• **Exercise description**: In the data below, find each line carrying the string "environment" and copy it out.
Extracted data Start Marker
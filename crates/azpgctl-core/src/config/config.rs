//! Configuration management for azpgctl
//!
//! Settings live in a TOML file with one section per concern. Every value
//! has a default, so an absent file is valid; credentials normally come from
//! the `AZURE_*` environment variables.
//!
//! ```toml
//! [credentials]
//! subscription_id = "${AZURE_SUBSCRIPTION_ID}"
//! client_secret = "keyring:azpgctl-client-secret"
//!
//! [polling]
//! interval_secs = 15
//!
//! [lifecycle]
//! resource_group = "postgresql_from_rust"
//! server_name = "pg-95-basic"
//! ```

#[cfg(target_os = "macos")]
use directories::BaseDirs;
use directories::ProjectDirs;
use serde::{Deserialize, Serialize};
use std::fmt;
use std::fs;
use std::path::{Path, PathBuf};
use url::Url;

use super::credential::CredentialStore;
use super::error::{ConfigError, Result};
use super::polling::PollingConfig;
use crate::lifecycle::OnFailure;
use crate::models::{ServerVersion, SkuTier};

pub const ENV_SUBSCRIPTION_ID: &str = "AZURE_SUBSCRIPTION_ID";
pub const ENV_TENANT_ID: &str = "AZURE_TENANT_ID";
pub const ENV_CLIENT_ID: &str = "AZURE_CLIENT_ID";
pub const ENV_CLIENT_SECRET: &str = "AZURE_CLIENT_SECRET";

/// Main configuration structure
#[derive(Debug, Serialize, Deserialize, Default, Clone, PartialEq)]
pub struct Config {
    #[serde(default)]
    pub credentials: CredentialSettings,
    #[serde(default)]
    pub endpoints: Endpoints,
    #[serde(default)]
    pub api: ApiVersions,
    #[serde(default)]
    pub polling: PollingConfig,
    #[serde(default)]
    pub lifecycle: LifecycleSettings,
}

/// Service principal settings; environment variables take precedence
#[derive(Debug, Serialize, Deserialize, Default, Clone, PartialEq, Eq)]
pub struct CredentialSettings {
    #[serde(default, skip_serializing_if = "Option::is_none")]
    pub subscription_id: Option<String>,
    #[serde(default, skip_serializing_if = "Option::is_none")]
    pub tenant_id: Option<String>,
    #[serde(default, skip_serializing_if = "Option::is_none")]
    pub client_id: Option<String>,
    /// Plaintext or `keyring:<entry>`
    #[serde(default, skip_serializing_if = "Option::is_none")]
    pub client_secret: Option<String>,
}

/// Fully resolved service principal
#[derive(Clone, PartialEq, Eq)]
pub struct ResolvedCredentials {
    pub subscription_id: String,
    pub tenant_id: String,
    pub client_id: String,
    pub client_secret: String,
}

impl fmt::Debug for ResolvedCredentials {
    fn fmt(&self, f: &mut fmt::Formatter<'_>) -> fmt::Result {
        f.debug_struct("ResolvedCredentials")
            .field("subscription_id", &self.subscription_id)
            .field("tenant_id", &self.tenant_id)
            .field("client_id", &self.client_id)
            .field("client_secret", &"<REDACTED>")
            .finish()
    }
}

#[derive(Debug, Serialize, Deserialize, Clone, PartialEq, Eq)]
pub struct Endpoints {
    #[serde(default = "default_resource_manager")]
    pub resource_manager: String,
    #[serde(default = "default_authority")]
    pub authority: String,
    /// Token audience requested from the authority
    #[serde(default = "default_token_resource")]
    pub token_resource: String,
}

impl Default for Endpoints {
    fn default() -> Self {
        Self {
            resource_manager: default_resource_manager(),
            authority: default_authority(),
            token_resource: default_token_resource(),
        }
    }
}

impl Endpoints {
    pub fn resource_manager_url(&self) -> Result<Url> {
        parse_url(&self.resource_manager)
    }

    pub fn authority_url(&self) -> Result<Url> {
        parse_url(&self.authority)
    }
}

fn parse_url(value: &str) -> Result<Url> {
    Url::parse(value).map_err(|e| ConfigError::InvalidUrl {
        url: value.to_string(),
        message: e.to_string(),
    })
}

#[derive(Debug, Serialize, Deserialize, Clone, PartialEq, Eq)]
pub struct ApiVersions {
    /// Used for PostgreSQL servers and their child resources
    #[serde(default = "default_server_api_version")]
    pub server: String,
    #[serde(default = "default_resource_group_api_version")]
    pub resource_group: String,
}

impl Default for ApiVersions {
    fn default() -> Self {
        Self {
            server: default_server_api_version(),
            resource_group: default_resource_group_api_version(),
        }
    }
}

/// Parameters for the demo lifecycle and defaults for single-step commands
#[derive(Debug, Serialize, Deserialize, Clone, PartialEq, Eq)]
#[serde(default)]
pub struct LifecycleSettings {
    pub resource_group: String,
    pub location: String,
    pub server_name: String,
    pub restored_server_name: Option<String>,
    pub administrator_login: String,
    pub administrator_password: String,
    pub new_administrator_password: String,
    pub version: ServerVersion,
    pub tier: SkuTier,
    pub compute_units: Option<u32>,
    pub storage_gb: Option<u32>,
    pub firewall_rule_name: String,
    pub firewall_start_ip: String,
    pub firewall_end_ip: String,
    /// Restore point is taken this many seconds before "now"
    pub restore_offset_secs: u64,
    pub on_failure: OnFailure,
}

impl Default for LifecycleSettings {
    fn default() -> Self {
        Self {
            resource_group: "postgresql_from_rust".to_string(),
            location: "westus".to_string(),
            server_name: "azpgctl-95-basic".to_string(),
            restored_server_name: None,
            administrator_login: "azadmin".to_string(),
            administrator_password: "Welcome1234".to_string(),
            new_administrator_password: "Welcome0000".to_string(),
            version: ServerVersion::V9_5,
            tier: SkuTier::Basic,
            compute_units: Some(50),
            storage_gb: Some(50),
            firewall_rule_name: "all".to_string(),
            firewall_start_ip: "0.0.0.0".to_string(),
            firewall_end_ip: "255.255.255.255".to_string(),
            restore_offset_secs: 300,
            on_failure: OnFailure::Abort,
        }
    }
}

impl LifecycleSettings {
    pub fn restored_server_name(&self) -> String {
        self.restored_server_name
            .clone()
            .unwrap_or_else(|| format!("{}-restored", self.server_name))
    }
}

impl Config {
    /// Resolve the four service principal values.
    ///
    /// Fails on the first missing value, naming its environment variable.
    pub fn resolve_credentials(&self) -> Result<ResolvedCredentials> {
        let store = CredentialStore::new();
        let c = &self.credentials;
        Ok(ResolvedCredentials {
            subscription_id: store.resolve(
                "subscription_id",
                c.subscription_id.as_deref(),
                ENV_SUBSCRIPTION_ID,
            )?,
            tenant_id: store.resolve("tenant_id", c.tenant_id.as_deref(), ENV_TENANT_ID)?,
            client_id: store.resolve("client_id", c.client_id.as_deref(), ENV_CLIENT_ID)?,
            client_secret: store.resolve(
                "client_secret",
                c.client_secret.as_deref(),
                ENV_CLIENT_SECRET,
            )?,
        })
    }

    /// Load configuration from the standard location
    pub fn load() -> Result<Self> {
        let config_path = Self::config_path()?;
        Self::load_from_path(&config_path)
    }

    /// Load configuration from a specific path
    pub fn load_from_path(config_path: &Path) -> Result<Self> {
        if !config_path.exists() {
            tracing::debug!("No config at {}, using defaults", config_path.display());
            return Ok(Config::default());
        }

        let content = fs::read_to_string(config_path).map_err(|e| ConfigError::LoadError {
            path: config_path.display().to_string(),
            source: e,
        })?;

        Self::parse(&content)
    }

    /// Parse TOML content after environment variable expansion
    pub fn parse(content: &str) -> Result<Self> {
        let expanded_content = Self::expand_env_vars(content);
        let config: Config = toml::from_str(&expanded_content)?;
        config.polling.validate()?;
        Ok(config)
    }

    /// Get the path to the configuration file
    ///
    /// On macOS, `~/.config/azpgctl/config.toml` is used when it exists,
    /// falling back to `~/Library/Application Support/com.azpgctl.azpgctl/`.
    ///
    /// On Linux: ~/.config/azpgctl/config.toml
    /// On Windows: %APPDATA%\azpgctl\azpgctl\config\config.toml
    pub fn config_path() -> Result<PathBuf> {
        #[cfg(target_os = "macos")]
        {
            if let Some(base_dirs) = BaseDirs::new() {
                let linux_style_path = base_dirs
                    .home_dir()
                    .join(".config")
                    .join("azpgctl")
                    .join("config.toml");

                if linux_style_path.exists() {
                    return Ok(linux_style_path);
                }
            }
        }

        let proj_dirs =
            ProjectDirs::from("com", "azpgctl", "azpgctl").ok_or(ConfigError::ConfigDirError)?;

        Ok(proj_dirs.config_dir().join("config.toml"))
    }

    /// Expand `${VAR}` and `${VAR:-default}` references.
    ///
    /// Unset variables are left as-is so unused sections still parse.
    fn expand_env_vars(content: &str) -> String {
        let expanded =
            shellexpand::env_with_context_no_errors(content, |var| std::env::var(var).ok());
        expanded.to_string()
    }
}

fn default_resource_manager() -> String {
    "https://management.azure.com".to_string()
}

fn default_authority() -> String {
    "https://login.microsoftonline.com".to_string()
}

fn default_token_resource() -> String {
    "https://management.azure.com/".to_string()
}

fn default_server_api_version() -> String {
    "2017-04-30-preview".to_string()
}

fn default_resource_group_api_version() -> String {
    "2017-05-10".to_string()
}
Extracted data End Marker
• **Answer**:
//! the `AZURE_*` environment variables.
/// Service principal settings; environment variables take precedence
    /// Fails on the first missing value, naming its environment variable.
    /// Parse TOML content after environment variable expansion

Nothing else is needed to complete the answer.